====== RECORDS TO USE

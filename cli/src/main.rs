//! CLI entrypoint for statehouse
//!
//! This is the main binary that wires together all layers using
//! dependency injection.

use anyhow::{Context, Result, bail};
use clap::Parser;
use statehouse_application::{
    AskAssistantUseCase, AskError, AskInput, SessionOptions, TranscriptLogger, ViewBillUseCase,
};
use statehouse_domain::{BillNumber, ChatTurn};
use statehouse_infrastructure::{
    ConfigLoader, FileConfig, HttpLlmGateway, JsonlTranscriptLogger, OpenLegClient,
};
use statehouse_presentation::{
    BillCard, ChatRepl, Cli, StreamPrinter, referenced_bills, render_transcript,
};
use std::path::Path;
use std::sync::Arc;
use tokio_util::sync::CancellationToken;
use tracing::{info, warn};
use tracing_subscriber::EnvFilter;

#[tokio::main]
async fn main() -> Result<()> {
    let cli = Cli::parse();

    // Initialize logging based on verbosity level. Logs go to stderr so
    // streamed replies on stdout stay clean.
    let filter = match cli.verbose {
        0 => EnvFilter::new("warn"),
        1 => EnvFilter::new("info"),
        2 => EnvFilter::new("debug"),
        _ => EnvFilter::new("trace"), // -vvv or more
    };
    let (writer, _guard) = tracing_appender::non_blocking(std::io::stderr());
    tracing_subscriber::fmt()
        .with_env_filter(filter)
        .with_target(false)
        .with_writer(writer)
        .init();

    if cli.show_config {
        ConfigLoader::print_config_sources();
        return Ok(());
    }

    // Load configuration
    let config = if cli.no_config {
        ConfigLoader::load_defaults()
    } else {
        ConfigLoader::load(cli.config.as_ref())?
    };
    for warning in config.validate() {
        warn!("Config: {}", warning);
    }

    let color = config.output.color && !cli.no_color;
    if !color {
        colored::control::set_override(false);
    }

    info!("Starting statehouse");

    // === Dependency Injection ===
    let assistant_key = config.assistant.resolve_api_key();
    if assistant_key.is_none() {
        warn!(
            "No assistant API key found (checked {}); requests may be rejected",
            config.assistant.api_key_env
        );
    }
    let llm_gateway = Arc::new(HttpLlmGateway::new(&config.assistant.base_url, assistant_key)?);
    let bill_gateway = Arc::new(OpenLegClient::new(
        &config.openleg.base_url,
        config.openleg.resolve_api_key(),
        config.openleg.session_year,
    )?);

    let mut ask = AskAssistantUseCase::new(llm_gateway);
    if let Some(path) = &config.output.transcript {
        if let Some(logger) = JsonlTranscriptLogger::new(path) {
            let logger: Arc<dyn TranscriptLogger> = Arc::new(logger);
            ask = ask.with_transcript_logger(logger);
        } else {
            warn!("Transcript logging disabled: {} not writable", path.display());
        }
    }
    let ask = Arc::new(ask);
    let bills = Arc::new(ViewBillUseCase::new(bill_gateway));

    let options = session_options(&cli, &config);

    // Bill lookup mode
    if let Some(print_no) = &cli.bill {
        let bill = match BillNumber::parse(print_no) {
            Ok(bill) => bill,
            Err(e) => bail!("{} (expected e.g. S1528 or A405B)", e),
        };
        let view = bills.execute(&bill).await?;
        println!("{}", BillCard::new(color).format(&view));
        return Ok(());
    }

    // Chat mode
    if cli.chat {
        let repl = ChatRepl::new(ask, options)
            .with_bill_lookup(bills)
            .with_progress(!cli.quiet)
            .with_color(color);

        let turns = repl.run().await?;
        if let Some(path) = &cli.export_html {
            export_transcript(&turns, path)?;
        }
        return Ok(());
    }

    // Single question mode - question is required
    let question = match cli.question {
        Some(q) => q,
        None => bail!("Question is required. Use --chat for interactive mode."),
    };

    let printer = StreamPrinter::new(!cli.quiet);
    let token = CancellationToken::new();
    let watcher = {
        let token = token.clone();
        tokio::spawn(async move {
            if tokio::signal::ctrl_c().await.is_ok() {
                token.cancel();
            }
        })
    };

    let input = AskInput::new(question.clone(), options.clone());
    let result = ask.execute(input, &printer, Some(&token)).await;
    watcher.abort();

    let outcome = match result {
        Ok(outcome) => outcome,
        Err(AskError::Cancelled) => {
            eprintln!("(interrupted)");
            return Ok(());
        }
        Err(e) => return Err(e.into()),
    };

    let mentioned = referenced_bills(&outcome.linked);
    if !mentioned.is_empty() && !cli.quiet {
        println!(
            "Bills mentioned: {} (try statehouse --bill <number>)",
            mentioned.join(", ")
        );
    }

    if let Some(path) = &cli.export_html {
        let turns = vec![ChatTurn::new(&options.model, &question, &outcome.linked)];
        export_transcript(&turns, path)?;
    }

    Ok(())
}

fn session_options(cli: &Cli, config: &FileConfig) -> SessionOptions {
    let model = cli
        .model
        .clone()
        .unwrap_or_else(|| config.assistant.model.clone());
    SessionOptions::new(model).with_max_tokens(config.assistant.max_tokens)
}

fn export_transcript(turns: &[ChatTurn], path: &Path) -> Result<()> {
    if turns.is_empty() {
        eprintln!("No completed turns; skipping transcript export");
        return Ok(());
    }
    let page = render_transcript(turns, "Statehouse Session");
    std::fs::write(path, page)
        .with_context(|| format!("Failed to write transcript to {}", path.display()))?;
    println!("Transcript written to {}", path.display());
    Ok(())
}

============
====== RECORDS TO USE

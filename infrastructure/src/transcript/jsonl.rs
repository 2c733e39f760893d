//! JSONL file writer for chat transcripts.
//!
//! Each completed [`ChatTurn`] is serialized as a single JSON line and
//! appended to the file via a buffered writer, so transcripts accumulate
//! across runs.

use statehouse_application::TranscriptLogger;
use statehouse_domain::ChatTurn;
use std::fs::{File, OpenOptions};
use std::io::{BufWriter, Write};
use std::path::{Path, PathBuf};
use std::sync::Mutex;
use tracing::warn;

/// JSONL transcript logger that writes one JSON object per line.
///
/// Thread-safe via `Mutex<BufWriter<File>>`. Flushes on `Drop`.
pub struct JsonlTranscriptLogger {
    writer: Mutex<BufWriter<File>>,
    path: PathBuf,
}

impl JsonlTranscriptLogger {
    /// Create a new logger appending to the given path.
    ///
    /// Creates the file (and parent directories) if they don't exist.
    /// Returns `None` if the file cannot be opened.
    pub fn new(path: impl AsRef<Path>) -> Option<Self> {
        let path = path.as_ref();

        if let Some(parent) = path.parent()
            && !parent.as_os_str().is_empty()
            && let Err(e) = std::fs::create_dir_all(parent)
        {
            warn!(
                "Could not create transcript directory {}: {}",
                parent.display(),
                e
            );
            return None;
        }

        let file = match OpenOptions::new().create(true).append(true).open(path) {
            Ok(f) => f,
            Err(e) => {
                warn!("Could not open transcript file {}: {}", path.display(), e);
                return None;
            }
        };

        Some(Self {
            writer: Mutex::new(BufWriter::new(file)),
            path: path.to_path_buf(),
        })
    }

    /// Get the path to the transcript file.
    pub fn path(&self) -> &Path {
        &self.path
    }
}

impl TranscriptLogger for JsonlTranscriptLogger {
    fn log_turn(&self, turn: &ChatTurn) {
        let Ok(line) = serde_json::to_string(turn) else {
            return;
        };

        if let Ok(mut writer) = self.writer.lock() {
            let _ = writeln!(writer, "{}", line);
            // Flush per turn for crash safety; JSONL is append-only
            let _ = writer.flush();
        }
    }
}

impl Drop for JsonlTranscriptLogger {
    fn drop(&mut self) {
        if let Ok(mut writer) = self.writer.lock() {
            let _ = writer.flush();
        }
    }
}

============

*REQUIRED ACTION*. Return only those lines of the records that contain the string "false".

*ANSWER BELOW*.
        .with_target(false)
        colored::control::set_override(false);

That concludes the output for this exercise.